Damals lehnte ich den sogenannten "Ersatzdienst" nicht ab, wurde wegen des Musterungsergebnisses aber nicht mehr dazu eingezogen. Das habe ich insgeheim bedauert, denn dem Zivildienst als staatlichem Zwangsdienst stand ich erst viel später kritisch gegenüber. Heute würde ich sicher zu der Gruppe der Totalverweigerer gehören. Damals gab es noch keinen freiwilligen sozialen Dienst.
 
Die Themen Soziale Verteidigung, Ziviler Ungehorsam, Friedenspolitik, Ablehnung der Militärpolitik bis hin zur Bekämpfung der zunehmenden Militarisierung unserer Gesellschaft mit ihrem Overkill durch Atomwaffen, ziehen sich durch mein ganzes Leben.

Dies führte mich schon bald in die IPPNW und den Internationalen Versöhnungsbund und brachten mich schließlich hautnah an die Opfer sinnloser militärischer Auseinandersetzungen im Krieg im ehemaligen Jugoslawien. Dort organisierte ich vor Ort mit einem Dutzend Freiwilliger aus neun verschiedenen Ländern humanitäre Hilfe für Flüchtlinge und Opfer des Krieges. Wegen meines beruflichen Hintergrundes als Arzt konzentrierte ich mich auf Projekte im Gesundheitswesen. So bin ich an alle Hot Spots des Krieges in Bosnien, Serbien und Kroatien gekommen und habe nachdrücklich die äußere und die versteckte Destruktivität von Krieg und Gewalt hautnah erleben müssen. 

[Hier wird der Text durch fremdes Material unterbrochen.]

//! Display utilities for the Eyeshade CLI.
//!
//! This module provides formatted output for:
//! - Alarm clock events
//! - Status display
//! - Settings display
//! - Error messages

use std::time::Duration;

use crate::config::{AlarmClockConfig, ConfigError};
use crate::daemon::AlarmClockEvent;
use crate::types::{format_duration, AlarmClockState, AlarmClockStatus, PauseReason};

// ============================================================================
// Display
// ============================================================================

/// Display utilities for CLI output.
pub struct Display;

impl Display {
    /// Shows an alarm clock event as one line.
    pub fn show_event(event: &AlarmClockEvent) {
        println!("{}", Self::event_line(event));
    }

    /// Shows the current status.
    pub fn show_status(status: &AlarmClockStatus) {
        for line in Self::status_lines(status) {
            println!("{}", line);
        }
    }

    /// Shows the persisted settings.
    pub fn show_config(config: &AlarmClockConfig, location: &str) {
        for line in Self::config_lines(config, location) {
            println!("{}", line);
        }
    }

    /// Shows a rejected setting together with a hint.
    pub fn show_config_error(error: &ConfigError) {
        eprintln!("エラー: {}", error);
        eprintln!("  ヒント: {}", error.suggestion());
    }

    /// Shows an error message.
    pub fn show_error(message: &str) {
        eprintln!("エラー: {}", message);
    }

    /// Shows an informational message.
    pub fn show_notice(message: &str) {
        println!("  {}", message);
    }

    /// Shows the console prompt help line.
    pub fn show_console_banner() {
        println!("コマンドを入力してください（help で一覧, quit で終了）");
    }

    fn event_line(event: &AlarmClockEvent) -> String {
        match event {
            AlarmClockEvent::StateChanged { state } => match state {
                AlarmClockState::Work => "> 作業を開始しました".to_string(),
                AlarmClockState::Resting => "* 休憩の時間です。目を休ませましょう".to_string(),
            },
            AlarmClockEvent::ProgressChanged {
                remaining,
                pre_alert: true,
                ..
            } => {
                let (minutes, seconds) = Self::format_time(*remaining);
                format!("! まもなく休憩です（残り {}:{:02}）", minutes, seconds)
            }
            AlarmClockEvent::ProgressChanged {
                progress,
                remaining,
                ..
            } => {
                let (minutes, seconds) = Self::format_time(*remaining);
                format!(
                    "  残り時間: {}:{:02} ({:.0}%)",
                    minutes,
                    seconds,
                    progress * 100.0
                )
            }
            AlarmClockEvent::IsPausedChanged { reason, is_paused } => {
                let who = match reason {
                    PauseReason::User => "",
                    PauseReason::Smart => "（離席）",
                };
                if *is_paused {
                    format!("|| 一時停止しました{}", who)
                } else {
                    format!("> 再開しました{}", who)
                }
            }
        }
    }

    fn status_lines(status: &AlarmClockStatus) -> Vec<String> {
        let state = match status.state {
            AlarmClockState::Work => "作業中",
            AlarmClockState::Resting => "休憩中",
        };
        let (minutes, seconds) = Self::format_time(status.remaining);
        let (total_minutes, total_seconds) = Self::format_time(status.total);

        let mut lines = vec![
            "Eyeshade ステータス".to_string(),
            "─────────────────────────────".to_string(),
            format!("状態: {}", state),
            format!(
                "残り時間: {}:{:02} / {}:{:02}",
                minutes, seconds, total_minutes, total_seconds
            ),
        ];
        if status.is_paused {
            lines.push("一時停止中".to_string());
        }
        if status.is_user_paused {
            lines.push("  ユーザーによる一時停止".to_string());
        }
        if status.is_smart_paused {
            lines.push("  離席による一時停止".to_string());
        }
        lines
    }

    fn config_lines(config: &AlarmClockConfig, location: &str) -> Vec<String> {
        vec![
            format!("設定ファイル: {}", location),
            format!("作業時間: {}", format_duration(config.work_time)),
            format!("休憩時間: {}", format_duration(config.resting_time)),
            format!("事前通知: {}", format_duration(config.notify_time)),
            format!("音量: {}", config.ringer_volume),
            format!(
                "離席時に自動一時停止: {}",
                if config.auto_pause_when_user_leave {
                    "on"
                } else {
                    "off"
                }
            ),
            format!("ポップアップ表示: {}", config.tray_popup_show_mode.as_str()),
            format!("ポップアップを閉じる: {}", config.tray_popup_close_mode.as_str()),
        ]
    }

    /// Formats a duration as (minutes, seconds), rounding partial seconds up.
    fn format_time(duration: Duration) -> (u64, u64) {
        let total_seconds = duration.as_secs() + u64::from(duration.subsec_nanos() > 0);
        (total_seconds / 60, total_seconds % 60)
    }
}

// ============================================================================
// Tests
// ============================================================================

So ist noch heute ein wichtiges politisches Arbeitsfeld die Versorgung kriegstraumatisierter Geflüchteter, deren seelische Verwundungen immer noch zu wenig in unserer Gesellschaft beachtet werden. 

Ein anderes Themenfeld ist der Widerstand gegen die atomare Aufrüstung mit Aktionen des Zivilen Ungehorsams und anschließenden Prozessen. Ebenso die Blockierung militärischer Übungen, von Gelöbnissen und das wiederholte Eindringen in das Militärgelände von Europas modernstem Gefechtsübungszentrum (GÜZ) in der Altmark.

Ich halte Zivilen Ungehorsam und die Bekämpfung alles Militärischen mit gewaltfreien Mitteln für ein wichtiges Element zur Gestaltung und Erhaltung demokratischer Strukturen und Bewahrung von Menschenrechten, Völkerrecht und neuerdings auch des Klimas und der Umwelt.